> **Activity**
Only the number is needed: count the lines below that hold the string "offset".

> **Material for this exercise**
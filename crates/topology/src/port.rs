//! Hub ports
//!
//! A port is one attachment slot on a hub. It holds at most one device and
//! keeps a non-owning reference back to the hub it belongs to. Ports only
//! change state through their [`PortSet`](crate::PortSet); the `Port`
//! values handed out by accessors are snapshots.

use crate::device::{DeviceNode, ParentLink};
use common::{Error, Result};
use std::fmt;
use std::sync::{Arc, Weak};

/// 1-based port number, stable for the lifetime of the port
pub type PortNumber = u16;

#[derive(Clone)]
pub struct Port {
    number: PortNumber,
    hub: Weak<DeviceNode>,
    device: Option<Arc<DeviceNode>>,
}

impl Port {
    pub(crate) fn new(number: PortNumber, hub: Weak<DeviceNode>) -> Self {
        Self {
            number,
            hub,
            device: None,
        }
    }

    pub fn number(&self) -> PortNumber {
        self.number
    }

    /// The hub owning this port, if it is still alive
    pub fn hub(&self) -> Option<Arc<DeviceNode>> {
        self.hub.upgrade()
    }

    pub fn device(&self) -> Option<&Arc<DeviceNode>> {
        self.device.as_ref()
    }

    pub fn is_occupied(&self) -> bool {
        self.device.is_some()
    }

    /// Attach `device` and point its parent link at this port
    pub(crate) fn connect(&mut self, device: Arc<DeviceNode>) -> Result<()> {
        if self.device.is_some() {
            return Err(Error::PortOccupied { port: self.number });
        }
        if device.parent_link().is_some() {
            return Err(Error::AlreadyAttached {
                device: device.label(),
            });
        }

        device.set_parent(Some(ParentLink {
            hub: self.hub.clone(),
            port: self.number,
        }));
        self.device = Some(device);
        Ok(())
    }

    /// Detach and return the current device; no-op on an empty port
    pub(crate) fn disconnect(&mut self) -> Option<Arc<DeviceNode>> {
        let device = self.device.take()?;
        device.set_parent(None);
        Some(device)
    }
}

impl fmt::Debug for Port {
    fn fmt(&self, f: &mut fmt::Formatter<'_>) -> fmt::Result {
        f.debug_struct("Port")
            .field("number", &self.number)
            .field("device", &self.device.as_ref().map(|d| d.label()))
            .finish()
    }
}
==
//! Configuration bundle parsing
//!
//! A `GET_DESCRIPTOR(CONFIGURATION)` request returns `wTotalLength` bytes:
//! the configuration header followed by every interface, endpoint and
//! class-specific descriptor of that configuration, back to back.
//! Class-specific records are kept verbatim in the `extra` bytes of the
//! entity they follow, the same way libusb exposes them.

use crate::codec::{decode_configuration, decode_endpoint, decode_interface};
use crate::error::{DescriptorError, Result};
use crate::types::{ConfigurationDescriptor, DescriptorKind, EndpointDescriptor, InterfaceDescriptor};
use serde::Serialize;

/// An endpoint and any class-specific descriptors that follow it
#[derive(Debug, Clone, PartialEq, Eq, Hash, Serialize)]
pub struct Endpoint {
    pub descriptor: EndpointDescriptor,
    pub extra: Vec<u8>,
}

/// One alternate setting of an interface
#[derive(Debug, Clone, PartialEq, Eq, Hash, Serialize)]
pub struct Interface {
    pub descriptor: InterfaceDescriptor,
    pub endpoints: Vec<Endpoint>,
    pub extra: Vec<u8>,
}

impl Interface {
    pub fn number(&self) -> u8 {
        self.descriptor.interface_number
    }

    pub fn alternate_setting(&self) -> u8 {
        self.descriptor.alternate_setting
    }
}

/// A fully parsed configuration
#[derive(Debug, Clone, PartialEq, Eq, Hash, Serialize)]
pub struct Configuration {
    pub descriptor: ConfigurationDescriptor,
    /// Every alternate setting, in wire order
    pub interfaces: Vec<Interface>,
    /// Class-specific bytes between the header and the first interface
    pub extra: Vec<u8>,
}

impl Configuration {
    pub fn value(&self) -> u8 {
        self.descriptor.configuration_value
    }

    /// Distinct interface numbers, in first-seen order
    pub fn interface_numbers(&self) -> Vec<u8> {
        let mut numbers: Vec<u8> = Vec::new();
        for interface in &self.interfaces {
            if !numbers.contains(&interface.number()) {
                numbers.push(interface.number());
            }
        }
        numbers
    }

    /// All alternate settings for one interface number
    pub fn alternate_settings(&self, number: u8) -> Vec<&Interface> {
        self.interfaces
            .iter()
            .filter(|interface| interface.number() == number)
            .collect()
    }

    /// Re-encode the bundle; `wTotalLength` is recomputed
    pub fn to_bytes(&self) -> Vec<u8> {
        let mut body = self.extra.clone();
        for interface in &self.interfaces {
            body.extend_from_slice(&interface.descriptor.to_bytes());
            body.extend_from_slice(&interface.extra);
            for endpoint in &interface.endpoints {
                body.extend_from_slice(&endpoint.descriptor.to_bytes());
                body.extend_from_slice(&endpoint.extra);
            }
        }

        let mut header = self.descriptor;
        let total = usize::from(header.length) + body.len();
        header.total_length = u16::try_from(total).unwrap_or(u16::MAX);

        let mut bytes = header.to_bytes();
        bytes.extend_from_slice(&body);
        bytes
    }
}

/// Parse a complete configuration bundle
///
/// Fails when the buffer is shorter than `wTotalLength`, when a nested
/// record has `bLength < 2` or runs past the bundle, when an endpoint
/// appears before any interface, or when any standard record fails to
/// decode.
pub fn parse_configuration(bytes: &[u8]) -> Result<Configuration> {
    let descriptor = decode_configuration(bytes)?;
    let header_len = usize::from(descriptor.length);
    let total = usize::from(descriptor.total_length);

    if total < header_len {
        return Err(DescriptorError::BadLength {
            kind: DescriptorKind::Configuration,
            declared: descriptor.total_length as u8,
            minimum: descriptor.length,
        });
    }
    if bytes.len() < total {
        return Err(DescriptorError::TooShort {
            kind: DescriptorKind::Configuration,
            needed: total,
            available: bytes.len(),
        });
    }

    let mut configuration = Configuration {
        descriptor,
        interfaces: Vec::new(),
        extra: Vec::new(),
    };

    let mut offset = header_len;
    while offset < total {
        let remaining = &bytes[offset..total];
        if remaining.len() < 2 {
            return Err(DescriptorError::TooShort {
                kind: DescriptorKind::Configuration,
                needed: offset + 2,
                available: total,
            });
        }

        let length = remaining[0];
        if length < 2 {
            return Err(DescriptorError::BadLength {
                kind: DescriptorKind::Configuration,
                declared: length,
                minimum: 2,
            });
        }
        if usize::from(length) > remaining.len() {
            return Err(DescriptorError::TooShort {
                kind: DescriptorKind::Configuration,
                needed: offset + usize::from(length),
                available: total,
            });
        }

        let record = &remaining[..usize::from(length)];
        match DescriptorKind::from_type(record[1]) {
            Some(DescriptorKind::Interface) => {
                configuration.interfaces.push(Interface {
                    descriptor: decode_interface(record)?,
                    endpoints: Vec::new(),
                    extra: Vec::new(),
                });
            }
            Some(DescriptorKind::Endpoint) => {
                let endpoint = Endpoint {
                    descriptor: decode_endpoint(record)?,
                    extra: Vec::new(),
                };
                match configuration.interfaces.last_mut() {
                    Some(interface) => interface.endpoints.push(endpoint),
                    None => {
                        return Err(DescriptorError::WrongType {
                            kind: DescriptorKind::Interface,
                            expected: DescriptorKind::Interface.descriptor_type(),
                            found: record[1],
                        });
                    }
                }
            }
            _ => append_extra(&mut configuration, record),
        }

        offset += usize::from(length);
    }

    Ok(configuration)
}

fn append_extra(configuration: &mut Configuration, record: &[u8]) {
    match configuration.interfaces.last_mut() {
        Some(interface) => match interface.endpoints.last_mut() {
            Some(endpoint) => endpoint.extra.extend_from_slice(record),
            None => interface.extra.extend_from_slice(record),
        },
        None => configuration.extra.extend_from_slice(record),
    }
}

> **Exercise output**
6